A entidade máxima do motociclismo mundial manifestou oficialmente a sua oposição à implementação obrigatória e uniforme de inspeções periódicas técnicas para motos em todos os países da União Europeia, defendendo que a medida não é sustentada por evidências claras e imparciais de melhoria da segurança rodoviária.
FIM quer liberdade de decisão para cada país
A FIM considera que os Estados-membros devem manter autonomia para decidir se implementam ou não sistemas obrigatórios de inspeção para motociclos, tendo em conta as especificidades de cada país.
Segundo a federação liderada por Jorge Viegas, uma solução “igual para todos” não faz sentido numa Europa com diferentes realidades ao nível do parque circulante, infraestrutura rodoviária, sazonalidade de utilização das motos ou sistemas de fiscalização.

“A posição da FIM é clara: a segurança rodoviária e o estado técnico das motos são importantes. Mas as inspeções obrigatórias em toda a União Europeia não são o instrumento certo para reduzir acidentes”, afirmou Jorge Viegas.
“As motos não são a principal causa dos acidentes”
Um dos pontos centrais defendidos pela FIM prende-se com a falta de ligação comprovada entre inspeções obrigatórias e redução efetiva da sinistralidade envolvendo motos.
Segundo a federação, os principais fatores de acidentes continuam relacionados com:
- comportamento humano;
- falta de atenção dos automobilistas;
- qualidade do piso;
- condições da infraestrutura;
- cruzamentos perigosos;
- visibilidade;
- fiscalização de comportamentos de risco.
Já as falhas técnicas nas motos representam apenas uma pequena percentagem das causas reais dos acidentes.
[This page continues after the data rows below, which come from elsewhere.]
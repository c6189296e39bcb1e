//! Identifier and code derivations for the passwordless flow.
//!
//! Encodings follow the transport contract: device ids travel as standard
//! base64, device id hashes and link codes as base64url (both padded), and
//! the link code hash — standard base64 of SHA-256 over the raw HMAC bytes —
//! never leaves the server.

use anyhow::{Context, Result};
use base64::engine::general_purpose::{STANDARD, URL_SAFE};
use base64::Engine;
use chrono::Utc;
use hmac::{Hmac, Mac};
use rand::rngs::OsRng;
use rand::{Rng, RngCore};
use sha2::{Digest, Sha256};
use uuid::Uuid;

use super::models::Code;

type HmacSha256 = Hmac<Sha256>;

// The alphabetic set drops characters that are easy to confuse when read
// back from a screen or spoken aloud (o, O, 0, I, l); the numeric set drops
// the zero for the same reason.
const USER_INPUT_CODE_ALPHABET: &[u8] = b"ABCDEFGHJKLMNPQRSTUVWXYZabcdefghijkmnpqrstuvwxyz";
const USER_INPUT_CODE_DIGITS: &[u8] = b"123456789";
const USER_INPUT_CODE_LENGTH: usize = 6;

const DEVICE_ID_LENGTH: usize = 32;

/// Fresh random device id bytes.
#[must_use]
pub fn generate_device_id_bytes() -> [u8; DEVICE_ID_LENGTH] {
    let mut bytes = [0u8; DEVICE_ID_LENGTH];
    OsRng.fill_bytes(&mut bytes);
    bytes
}

/// Transport form of a device id: standard base64.
#[must_use]
pub fn encode_device_id(device_id_bytes: &[u8]) -> String {
    STANDARD.encode(device_id_bytes)
}

/// Decode a caller-provided device id back to raw bytes.
///
/// # Errors
/// Returns an error if the input is not valid standard base64.
pub fn decode_device_id(device_id: &str) -> Result<Vec<u8>> {
    STANDARD
        .decode(device_id)
        .context("device id is not valid base64")
}

/// Storage identity of a device: base64url of SHA-256 over the raw id bytes.
#[must_use]
pub fn device_id_hash(device_id_bytes: &[u8]) -> String {
    URL_SAFE.encode(Sha256::digest(device_id_bytes))
}

/// Generate a 6-character user input code.
///
/// Each position flips a fair coin between the alphabetic and numeric sets,
/// but never allows more than two alphabetic characters in a row; the run
/// cap keeps the generator from spelling anything unfortunate. The coin is
/// fair, so individual letters are less likely than individual digits (the
/// sets differ in size), but the distribution inside each set is uniform.
#[must_use]
pub fn generate_user_input_code() -> String {
    let mut rng = OsRng;
    let mut code = String::with_capacity(USER_INPUT_CODE_LENGTH);
    let mut alpha_run = 0usize;
    for position in 0..USER_INPUT_CODE_LENGTH {
        if (position < 2 || alpha_run < 2) && rng.gen_bool(0.5) {
            alpha_run += 1;
            let index = rng.gen_range(0..USER_INPUT_CODE_ALPHABET.len());
            code.push(char::from(USER_INPUT_CODE_ALPHABET[index]));
        } else {
            alpha_run = 0;
            let index = rng.gen_range(0..USER_INPUT_CODE_DIGITS.len());
            code.push(char::from(USER_INPUT_CODE_DIGITS[index]));
        }
    }
    code
}

/// Raw link code: HMAC-SHA256 keyed by the device id bytes over the UTF-8
/// bytes of the user input code. A pure function of its inputs, which is
/// what lets input-code consumption reconstruct the stored lookup key.
#[must_use]
pub fn link_code_bytes(device_id_bytes: &[u8], user_input_code: &str) -> Vec<u8> {
    let mut mac = HmacSha256::new_from_slice(device_id_bytes)
        .expect("hmac-sha256 accepts keys of any length");
    mac.update(user_input_code.as_bytes());
    mac.finalize().into_bytes().to_vec()
}

/// Transport form of a link code: base64url.
#[must_use]
pub fn encode_link_code(link_code_bytes: &[u8]) -> String {
    URL_SAFE.encode(link_code_bytes)
}

/// Decode a caller-provided link code back to the raw HMAC bytes.
///
/// # Errors
/// Returns an error if the input is not valid base64url.
pub fn decode_link_code(link_code: &str) -> Result<Vec<u8>> {
    URL_SAFE
        .decode(link_code)
        .context("link code is not valid base64url")
}

/// Storage lookup key for a code: standard base64 of SHA-256 over the raw
/// link code bytes. Server-side only.
#[must_use]
pub fn link_code_hash(link_code_bytes: &[u8]) -> String {
    STANDARD.encode(Sha256::digest(link_code_bytes))
}

/// A full derivation for one issued code: the persistable [`Code`] row plus
/// the transport values handed back to the caller.
#[derive(Debug, Clone)]
pub struct CodeBundle {
    pub code: Code,
    pub device_id: String,
    pub user_input_code: String,
    pub link_code: String,
}

impl CodeBundle {
    /// Derive a bundle for a brand new random device.
    #[must_use]
    pub fn generate(user_input_code: Option<&str>) -> Self {
        let device_id_bytes = generate_device_id_bytes();
        Self::for_device_bytes(&device_id_bytes, user_input_code)
    }

    /// Derive a bundle for an existing device, generating the input code if
    /// the caller did not pin one.
    #[must_use]
    pub fn for_device_bytes(device_id_bytes: &[u8], user_input_code: Option<&str>) -> Self {
        let user_input_code =
            user_input_code.map_or_else(generate_user_input_code, str::to_string);
        let raw_link_code = link_code_bytes(device_id_bytes, &user_input_code);

        let code = Code {
            code_id: Uuid::new_v4(),
            device_id_hash: device_id_hash(device_id_bytes),
            link_code_hash: link_code_hash(&raw_link_code),
            created_at: Utc::now(),
        };

        Self {
            code,
            device_id: encode_device_id(device_id_bytes),
            user_input_code,
            link_code: encode_link_code(&raw_link_code),
        }
    }
}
A FIM considera, por isso, que a proposta europeia poderá estar a “atacar o problema errado”.

Custos, burocracia e impacto nos motociclistas
Outro dos argumentos fortes apresentados pela entidade internacional prende-se com o aumento de burocracia e custos associados à implementação de um sistema obrigatório de inspeções.
A federação alerta que seria necessário:
- aumentar capacidade de centros de inspeção;
- criar novos mecanismos administrativos;
- investir em equipamentos e formação;
- impor deslocações e custos adicionais aos motociclistas.
Segundo a FIM, os mais afetados seriam utilizadores urbanos, jovens condutores e motociclistas de zonas rurais ou mais isoladas.
União Europeia sob pressão para simplificar regras
A posição da FIM surge também numa altura em que a própria União Europeia tem vindo a defender políticas de simplificação administrativa e redução de encargos regulatórios.
Nesse contexto, a federação considera contraditório avançar com uma nova obrigação sem provas concretas da sua eficácia em matéria de segurança rodoviária.
A entidade defende antes medidas mais direcionadas e comprovadamente eficazes, como:
- melhor formação de motociclistas;
- campanhas de sensibilização para automobilistas;
- melhoria das infraestruturas;
- manutenção das estradas;
- desenho mais seguro de cruzamentos;
- fiscalização proporcional de comportamentos perigosos.
Tal como já tinha sido unanimemente aprovado pelo Parlamento Português em dezembro de 2024: ver notícia aqui.
Debate europeu promete continuar
O tema das inspeções obrigatórias às motos promete continuar a gerar discussão nos próximos meses, sobretudo depois do recente apoio do Parlamento Europeu à proposta que poderá obrigar motociclos acima de 125 cc a realizarem inspeções periódicas em todos os países da União Europeia.
A posição agora assumida pela FIM reforça o peso político e institucional da oposição ao modelo atualmente em discussão, colocando pressão sobre o Parlamento Europeu, Conselho Europeu e Comissão Europeia para que mantenham flexibilidade legislativa para cada Estado-membro decidir o melhor modelo a aplicar.
Estamos a acompanhar este tema com especial atenção e os motociclistas portugueses saberão certamente dar a resposta na estrada se tal se revelar necessário, para lutar contra legislações que em nada beneficiam os cidadão que usam a moto, tal como tem sido apanágio das ações promovidas pelo GAM – Grupo de Ação Motociclista.